use async_trait::async_trait;
use tracing::{debug, info, instrument, warn};

use super::BACKEND_NAME;
use crate::backend::DatabaseBackend;
use crate::common::{ConnectionError, DatabaseResult, DriverError};
use crate::driver::{
    ConnectionTarget, Driver, DriverOptions, ERROR_MODE, ErrorMode, PGSQL_EXTENSION,
    SessionSettings,
};
use crate::handle::ConnectionHandle;
use crate::params::ConnectionParameters;

/// Port used when the parameters leave it unset
pub const DEFAULT_PORT: u16 = 5432;

/// Query used to probe the server version
pub const VERSION_QUERY: &str = "SELECT VERSION()";

/// PostgreSQL implementation of [`DatabaseBackend`]
///
/// # Example
/// ```ignore
/// use db_connector::{ConnectionParameters, DatabaseBackend, PostgresConnector};
///
/// let connector = PostgresConnector::new();
/// if connector.is_supported() {
///     let params = ConnectionParameters::new("localhost", "app", "app", "secret");
///     let handle = connector.connect(&params).await?;
///     println!("{}", connector.version(&handle).await);
/// }
/// ```
#[derive(Debug, Clone, Default)]
pub struct PostgresConnector<D> {
    driver: D,
}

#[cfg(feature = "runtime")]
impl PostgresConnector<crate::driver::SeaOrmDriver> {
    /// Connector backed by the sea-orm driver
    pub fn new() -> Self {
        Self::with_driver(crate::driver::SeaOrmDriver::new())
    }
}

impl<D: Driver> PostgresConnector<D> {
    pub fn with_driver(driver: D) -> Self {
        Self { driver }
    }

    pub fn driver(&self) -> &D {
        &self.driver
    }

    /// Target descriptor for `params`, defaulting the port to 5432
    pub fn target(params: &ConnectionParameters) -> Result<ConnectionTarget, DriverError> {
        ConnectionTarget::new(params.host(), params.port_or(DEFAULT_PORT), params.database())
    }
}

/// Caller options plus the mandatory `error_mode = raise`
///
/// The mandatory flag always wins. A caller-supplied different mode is
/// replaced and logged.
pub fn merge_driver_options(options: &DriverOptions) -> DriverOptions {
    let mut merged = options.clone();
    if let Some(previous) = merged.insert(ERROR_MODE, ErrorMode::Raise) {
        let was_raise = previous
            .as_text()
            .and_then(|mode| mode.parse::<ErrorMode>().ok())
            == Some(ErrorMode::Raise);
        if !was_raise {
            warn!(requested = %previous, "Ignoring caller error_mode; PostgreSQL sessions always raise");
        }
    }
    merged
}

/// Check session settings before they reach the server
///
/// Names are limited to identifier characters (dots allowed for extension
/// settings). Values may be anything but NUL.
pub fn validate_session_settings(settings: &SessionSettings) -> Result<(), DriverError> {
    for (name, value) in settings {
        let mut chars = name.chars();
        let valid_name = matches!(chars.next(), Some(c) if c.is_ascii_alphabetic() || c == '_')
            && chars.all(|c| c.is_ascii_alphanumeric() || c == '_' || c == '.');
        if !valid_name {
            return Err(DriverError::InvalidOption {
                key: name.to_string(),
                reason: "not a valid session setting name".to_string(),
            });
        }
        if value.contains('\0') {
            return Err(DriverError::InvalidOption {
                key: name.to_string(),
                reason: "value contains a NUL byte".to_string(),
            });
        }
    }
    Ok(())
}

#[async_trait]
impl<D: Driver> DatabaseBackend for PostgresConnector<D> {
    type Handle = ConnectionHandle;

    fn name(&self) -> &'static str {
        BACKEND_NAME
    }

    fn is_supported(&self) -> bool {
        self.driver.runtime_available() && self.driver.extension_loaded(PGSQL_EXTENSION)
    }

    #[instrument(skip_all, fields(host = %params.host(), database = %params.database()))]
    async fn connect(&self, params: &ConnectionParameters) -> Result<ConnectionHandle, ConnectionError> {
        let fail = |source| ConnectionError::new(BACKEND_NAME, params.host(), source);

        let target = Self::target(params).map_err(fail)?;
        let options = merge_driver_options(params.options());
        let settings = params.session_settings();
        validate_session_settings(settings).map_err(fail)?;

        debug!(%target, settings = settings.len(), "Connecting");
        let session = self
            .driver
            .open(&target, params.user(), params.password(), &options, settings)
            .await
            .map_err(|e| {
                warn!(%target, error = %e, "Connection attempt failed");
                fail(e)
            })?;

        info!(%target, "Connected to PostgreSQL");
        Ok(ConnectionHandle::new(target, session))
    }

    async fn try_version(&self, handle: &ConnectionHandle) -> DatabaseResult<String> {
        handle
            .session()
            .query_first_column(VERSION_QUERY)
            .await?
            .ok_or(DriverError::NoRows.into())
    }

    async fn close(&self, handle: ConnectionHandle) -> DatabaseResult<()> {
        let target = handle.target().to_string();
        handle.close().await?;
        debug!(%target, "Closed PostgreSQL session");
        Ok(())
    }
}
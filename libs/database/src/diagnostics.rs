//! Never-failing diagnostic report for a backend and a set of parameters

use std::time::Instant;

use serde::Serialize;
use tracing::debug;

use crate::backend::{DatabaseBackend, UNKNOWN_VERSION};
use crate::params::ConnectionParameters;

/// What a diagnostics panel shows about a database
#[derive(Debug, Clone, Serialize)]
pub struct Diagnostics {
    pub backend: &'static str,
    pub supported: bool,
    pub connected: bool,
    pub version: String,
    pub response_time_ms: u64,
    /// Why the backend is unusable, when it is
    pub message: Option<String>,
}

/// Probe support, connect, read the version and disconnect
///
/// Failures end up in the report rather than being returned. No connection is
/// attempted for an unsupported backend.
pub async fn diagnose<B: DatabaseBackend>(backend: &B, params: &ConnectionParameters) -> Diagnostics {
    let start = Instant::now();
    let mut report = Diagnostics {
        backend: backend.name(),
        supported: backend.is_supported(),
        connected: false,
        version: UNKNOWN_VERSION.to_string(),
        response_time_ms: 0,
        message: None,
    };

    if !report.supported {
        report.message = Some(format!("{} support is not available in this build", backend.name()));
        return report;
    }

    match backend.connect(params).await {
        Ok(handle) => {
            report.connected = true;
            report.version = backend.version(&handle).await;
            if let Err(e) = backend.close(handle).await {
                debug!(error = %e, "Closing diagnostics session failed");
                report.message = Some(format!("close failed: {}", e));
            }
        }
        Err(e) => report.message = Some(e.to_string()),
    }

    report.response_time_ms = start.elapsed().as_millis() as u64;
    report
}

#[cfg(test)]
mod tests {
    use super::*;
    use crate::common::DriverError;
    use crate::driver::{MockDriver, MockSession, Session};
    use crate::postgres::PostgresConnector;

    fn params() -> ConnectionParameters {
        ConnectionParameters::new("pg.example", "app", "app", "pw")
    }

    fn supported_driver() -> MockDriver {
        let mut driver = MockDriver::new();
        driver.expect_runtime_available().return_const(true);
        driver.expect_extension_loaded().return_const(true);
        driver
    }

    #[tokio::test]
    async fn test_unsupported_backend_is_not_contacted() {
        let mut driver = MockDriver::new();
        driver.expect_runtime_available().return_const(false);
        driver.expect_extension_loaded().return_const(true);
        driver.expect_open().never();

        let report = diagnose(&PostgresConnector::with_driver(driver), &params()).await;
        assert!(!report.supported);
        assert!(!report.connected);
        assert_eq!(report.version, "unknown");
        assert!(report.message.unwrap().contains("PostgreSQL"));
    }

    #[tokio::test]
    async fn test_connection_failure_is_reported() {
        let mut driver = supported_driver();
        driver
            .expect_open()
            .returning(|_, _, _, _, _| Err(DriverError::Io(std::io::Error::other("timed out"))));

        let report = diagnose(&PostgresConnector::with_driver(driver), &params()).await;
        assert!(report.supported);
        assert!(!report.connected);
        assert_eq!(report.version, "unknown");
        let message = report.message.unwrap();
        assert!(message.contains("pg.example"));
        assert!(message.contains("timed out"));
    }

    #[tokio::test]
    async fn test_successful_report_serializes() {
        let mut session = MockSession::new();
        session
            .expect_query_first_column()
            .returning(|_| Ok(Some("PostgreSQL 17.0".to_string())));
        session.expect_close().times(1).returning(|| Ok(()));

        let mut driver = supported_driver();
        driver
            .expect_open()
            .return_once(move |_, _, _, _, _| Ok(Box::new(session) as Box<dyn Session>));

        let report = diagnose(&PostgresConnector::with_driver(driver), &params()).await;
        assert!(report.connected);
        assert_eq!(report.version, "PostgreSQL 17.0");
        assert!(report.message.is_none());

        let json = serde_json::to_value(&report).unwrap();
        assert_eq!(json["backend"], "PostgreSQL");
        assert_eq!(json["version"], "PostgreSQL 17.0");
        assert_eq!(json["connected"], true);
    }
}
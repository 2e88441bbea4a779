//! Connection lifecycle over any [`DatabaseBackend`]
//!
//! `Database<B, Unconnected>` becomes `Database<B, Connected<_>>` only through
//! [`Database::connect`], which consumes the unconnected value, so each
//! instance connects at most once and the handle it owns is never shared.

use crate::backend::DatabaseBackend;
use crate::common::{ConnectionError, DatabaseResult};
use crate::params::ConnectionParameters;

/// State before `connect`
#[derive(Debug)]
pub struct Unconnected {
    params: ConnectionParameters,
}

/// State after a successful `connect`
#[derive(Debug)]
pub struct Connected<H> {
    handle: H,
}

/// A backend plus its connection state
#[derive(Debug)]
pub struct Database<B, S> {
    backend: B,
    state: S,
}

impl<B: DatabaseBackend> Database<B, Unconnected> {
    pub fn new(backend: B, params: ConnectionParameters) -> Self {
        Self {
            backend,
            state: Unconnected { params },
        }
    }

    pub fn params(&self) -> &ConnectionParameters {
        &self.state.params
    }

    pub fn backend(&self) -> &B {
        &self.backend
    }

    pub fn is_supported(&self) -> bool {
        self.backend.is_supported()
    }

    pub async fn connect(self) -> Result<Database<B, Connected<B::Handle>>, ConnectionError> {
        let handle = self.backend.connect(&self.state.params).await?;
        Ok(Database {
            backend: self.backend,
            state: Connected { handle },
        })
    }
}

impl<B: DatabaseBackend> Database<B, Connected<B::Handle>> {
    pub fn backend(&self) -> &B {
        &self.backend
    }

    pub fn handle(&self) -> &B::Handle {
        &self.state.handle
    }

    pub async fn try_version(&self) -> DatabaseResult<String> {
        self.backend.try_version(&self.state.handle).await
    }

    /// Server version, or `"unknown"` when it cannot be read
    pub async fn version(&self) -> String {
        self.backend.version(&self.state.handle).await
    }

    pub async fn close(self) -> DatabaseResult<()> {
        self.backend.close(self.state.handle).await
    }
}
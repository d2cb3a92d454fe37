//! Encoder — visual attributes per node.
//!
//! Radius comes from capacity, color from the owner's lock args. The
//! encoder owns the per-render owner palette, so build one per render.

pub mod color;
pub mod palette;
pub mod radius;

pub use color::{FillState, HoverFill, Rgb};
pub use palette::{ACCENT, OwnerPalette};
pub use radius::radius_for;

use petgraph::graph::NodeIndex;

use crate::capacity::Capacity;
use crate::error::Result;
use crate::layout::{Hierarchy, Node};

/// Fill of nodes that have children.
pub const INTERNAL_FILL: Rgb = Rgb::from_hex(0x555555);
/// Fill of childless nodes that are not cells (an empty transaction root).
pub const LEAF_FILL: Rgb = Rgb::from_hex(0x999999);

/// Text fill and outline for a cell label.
#[derive(Debug, Clone, Copy, PartialEq, Eq, serde::Serialize)]
pub struct LabelPaint {
    pub fill: Rgb,
    pub stroke: Rgb,
}

/// Per-render encoder state.
#[derive(Debug, Clone)]
pub struct Encoder {
    palette: OwnerPalette,
    min_radius: f64,
}

impl Encoder {
    pub fn new(min_radius: f64) -> Self {
        Self {
            palette: OwnerPalette::default(),
            min_radius,
        }
    }

    /// Total capacity a node stands for: its own, or its cell children's sum.
    pub fn capacity(&self, tree: &Hierarchy, idx: NodeIndex) -> Result<Capacity> {
        match tree.node(idx) {
            Node::Cell(cell) => Capacity::parse(&cell.capacity),
            Node::Transaction { .. } => tree
                .child_cells(idx)
                .map(|cell| Capacity::parse(&cell.capacity))
                .sum(),
        }
    }

    pub fn radius(&self, tree: &Hierarchy, idx: NodeIndex) -> Result<f64> {
        Ok(radius_for(&self.capacity(tree, idx)?, self.min_radius))
    }

    /// Owner color for a lock args key.
    pub fn owner_color(&mut self, args: &str) -> Rgb {
        self.palette.color(args)
    }

    pub fn fill(&mut self, tree: &Hierarchy, idx: NodeIndex) -> Rgb {
        if !tree.is_leaf(idx) {
            return INTERNAL_FILL;
        }
        match tree.node(idx) {
            Node::Cell(cell) => self.owner_color(&cell.lock.args),
            Node::Transaction { .. } => LEAF_FILL,
        }
    }

    /// Label paint for cells; transaction labels are unpainted.
    pub fn label_paint(&mut self, node: &Node) -> Option<LabelPaint> {
        let cell = node.as_cell()?;
        let fill = self.owner_color(&cell.lock.args);
        Some(LabelPaint {
            fill,
            stroke: fill.darker(1.0),
        })
    }

    pub fn palette(&self) -> &OwnerPalette {
        &self.palette
    }
}

#[cfg(test)]
#[path = "../../tests/rust/test_encode.rs"]
mod tests;
//! JSON renderer — the scene graph as a serde document.

use super::Renderer;
use crate::error::Result;
use crate::scene::Scene;

#[derive(Debug, Clone, Copy, Default)]
pub struct JsonRenderer {
    pub pretty: bool,
}

impl Renderer for JsonRenderer {
    fn render(&self, scene: &Scene) -> Result<String> {
        let encoded = if self.pretty {
            serde_json::to_string_pretty(scene)?
        } else {
            serde_json::to_string(scene)?
        };
        Ok(encoded)
    }
}

#[cfg(test)]
#[path = "../../tests/rust/test_renderers_json.rs"]
mod tests;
☆ ☆ ☆ ☆ ☆
- [Exercise objective] Where a line of the entries contains the word "PostgreSQL", copy that line.

- [Problem solution]
/// PostgreSQL implementation of [`DatabaseBackend`]
            warn!(requested = %previous, "Ignoring caller error_mode; PostgreSQL sessions always raise");
        info!(%target, "Connected to PostgreSQL");
        debug!(%target, "Closed PostgreSQL session");
        assert!(report.message.unwrap().contains("PostgreSQL"));
            .returning(|_| Ok(Some("PostgreSQL 17.0".to_string())));
        assert_eq!(report.version, "PostgreSQL 17.0");
        assert_eq!(json["backend"], "PostgreSQL");
        assert_eq!(json["version"], "PostgreSQL 17.0");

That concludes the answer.